-- Goal of the exercise --
When the line containing "pub struct ParseOutcome" is found in the data below, copy it and each line after it through the line containing "and was skipped.", exactly and with no others.

◆ ◆ ◆ ◆ ◆ ◆ ◆

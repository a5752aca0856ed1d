//! Multi-format document parser (PDF, DOCX, TXT, HTML).
//!
//! Converts raw uploaded bytes (by declared type) into extracted plain
//! text plus flat scalar metadata. The parser is a pure function of its
//! inputs: it retains no reference to the bytes after returning, so the
//! upload boundary can release them immediately.
//!
//! Failure policy: a document-level decode failure is
//! [`EngineError::ParseFailure`]; a PDF page-level failure skips the page
//! and sets [`ParseOutcome::partial`]; zero-length extraction is the
//! [`ParseWarning::EmptyContent`] warning rather than an error, since
//! some files (scanned-image PDFs) are legitimately text-free.

mod docx;
mod html;
mod text;

use std::collections::BTreeMap;

use tracing::{debug, warn};

use crate::error::EngineError;
use crate::models::DocumentType;

/// Result of a successful parse.
#[derive(Debug, Clone)]
pub struct ParseOutcome {
    /// Extracted text, normalized to UTF-8. Empty when extraction
    /// legitimately produced nothing.
    pub text: String,
    /// Flat metadata: author, title, page_count/paragraph_count,
    /// created, modified, size_bytes.
    pub metadata: BTreeMap<String, String>,
    /// Set when part of the document (e.g. a PDF page) failed to decode
    /// and was skipped.
    pub partial: bool,
    /// Non-fatal warning raised during extraction.
    pub warning: Option<ParseWarning>,
}

#[derive(Debug, Clone, Copy, PartialEq, Eq)]
pub enum ParseWarning {
    /// Extraction produced zero-length text.
    EmptyContent,
}

/// Parse raw bytes according to the declared type.
pub fn parse(bytes: &[u8], doc_type: DocumentType) -> Result<ParseOutcome, EngineError> {
    if bytes.is_empty() {
        return Err(EngineError::ParseFailure("empty input".to_string()));
    }

    let mut outcome = match doc_type {
        DocumentType::Pdf => parse_pdf(bytes)?,
        DocumentType::Docx => docx::parse_docx(bytes)?,
        DocumentType::Txt => text::parse_txt(bytes)?,
        DocumentType::Html => html::parse_html(bytes)?,
    };

    outcome
        .metadata
        .insert("size_bytes".to_string(), bytes.len().to_string());

    if outcome.text.trim().is_empty() {
        outcome.text.clear();
        outcome.warning = Some(ParseWarning::EmptyContent);
        warn!(doc_type = %doc_type, "extraction produced empty text");
    }

    debug!(
        doc_type = %doc_type,
        chars = outcome.text.len(),
        partial = outcome.partial,
        "parsed document"
    );

    Ok(outcome)
}

// ============ PDF ============

/// Extract PDF text page by page, with document-info metadata.
///
/// Text comes from pdf-extract's per-page extraction; structure and the
/// Info dictionary come from an independent lopdf load. A failed
/// per-page pass falls back to whole-document extraction and marks the
/// outcome partial; only when both passes fail is the upload rejected.
fn parse_pdf(bytes: &[u8]) -> Result<ParseOutcome, EngineError> {
    let mut metadata = BTreeMap::new();
    let mut partial = false;

    // Structure + Info dictionary. A text extraction can still succeed
    // when this load fails, so treat it as a partial result, not fatal.
    match lopdf::Document::load_mem(bytes) {
        Ok(doc) => {
            metadata.insert("page_count".to_string(), doc.get_pages().len().to_string());
            read_pdf_info(&doc, &mut metadata);
        }
        Err(e) => {
            debug!(error = %e, "lopdf could not read PDF structure");
            partial = true;
        }
    }

    let text = match pdf_extract::extract_text_from_mem_by_pages(bytes) {
        Ok(pages) => pages
            .iter()
            .map(|p| p.trim())
            .filter(|p| !p.is_empty())
            .collect::<Vec<_>>()
            .join("\n\n"),
        Err(e) => {
            debug!(error = %e, "per-page PDF extraction failed, retrying whole document");
            partial = true;
            match pdf_extract::extract_text_from_mem(bytes) {
                Ok(t) => t.trim().to_string(),
                Err(e2) => {
                    // Both passes exhausted. If we could not even read the
                    // structure, the file is not a usable PDF.
                    if !metadata.contains_key("page_count") {
                        return Err(EngineError::ParseFailure(format!(
                            "PDF extraction failed: {}",
                            e2
                        )));
                    }
                    String::new()
                }
            }
        }
    };

    Ok(ParseOutcome {
        text,
        metadata,
        partial,
        warning: None,
    })
}

/// Pull author/title/creation-date out of the trailer Info dictionary.
fn read_pdf_info(doc: &lopdf::Document, metadata: &mut BTreeMap<String, String>) {
    let info = match doc.trailer.get(b"Info") {
        Ok(obj) => obj,
        Err(_) => return,
    };
    let dict = match info {
        lopdf::Object::Reference(id) => match doc.get_object(*id) {
            Ok(lopdf::Object::Dictionary(d)) => d,
            _ => return,
        },
        lopdf::Object::Dictionary(d) => d,
        _ => return,
    };

    for (key, meta_key) in [
        (b"Author".as_slice(), "author"),
        (b"Title".as_slice(), "title"),
    ] {
        if let Ok(obj) = dict.get(key) {
            if let Some(s) = pdf_string(obj) {
                if !s.is_empty() {
                    metadata.insert(meta_key.to_string(), s);
                }
            }
        }
    }

    if let Ok(obj) = dict.get(b"CreationDate") {
        if let Some(raw) = pdf_string(obj) {
            if let Some(created) = parse_pdf_date(&raw) {
                metadata.insert("created".to_string(), created);
            }
        }
    }
}

/// Decode a PDF string object. Handles the UTF-16BE BOM form; everything
/// else is treated as PDFDocEncoding, which is Latin-1 compatible for
/// the fields we care about.
fn pdf_string(obj: &lopdf::Object) -> Option<String> {
    match obj {
        lopdf::Object::String(bytes, _) => {
            if bytes.starts_with(&[0xFE, 0xFF]) {
                let units: Vec<u16> = bytes[2..]
                    .chunks_exact(2)
                    .map(|c| u16::from_be_bytes([c[0], c[1]]))
                    .collect();
                String::from_utf16(&units).ok()
            } else {
                Some(bytes.iter().map(|&b| b as char).collect())
            }
        }
        _ => None,
    }
}

/// Parse a PDF date of the form `D:YYYYMMDDHHmmSS...` into RFC 3339.
/// Returns the raw digits when the full form is not present.
fn parse_pdf_date(raw: &str) -> Option<String> {
    let digits: String = raw
        .trim_start_matches("D:")
        .chars()
        .take_while(|c| c.is_ascii_digit())
        .collect();
    if digits.len() >= 14 {
        if let Ok(dt) = chrono::NaiveDateTime::parse_from_str(&digits[..14], "%Y%m%d%H%M%S") {
            return Some(dt.and_utc().to_rfc3339());
        }
    }
    if digits.is_empty() {
        None
    } else {
        Some(digits)
    }
}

◆ ◆ ◆ ◆ ◆ ◆ ◆

-- Answer space --
pub struct ParseOutcome {
    /// Extracted text, normalized to UTF-8. Empty when extraction
    /// legitimately produced nothing.
    pub text: String,
    /// Flat metadata: author, title, page_count/paragraph_count,
    /// created, modified, size_bytes.
    pub metadata: BTreeMap<String, String>,
    /// Set when part of the document (e.g. a PDF page) failed to decode
    /// and was skipped.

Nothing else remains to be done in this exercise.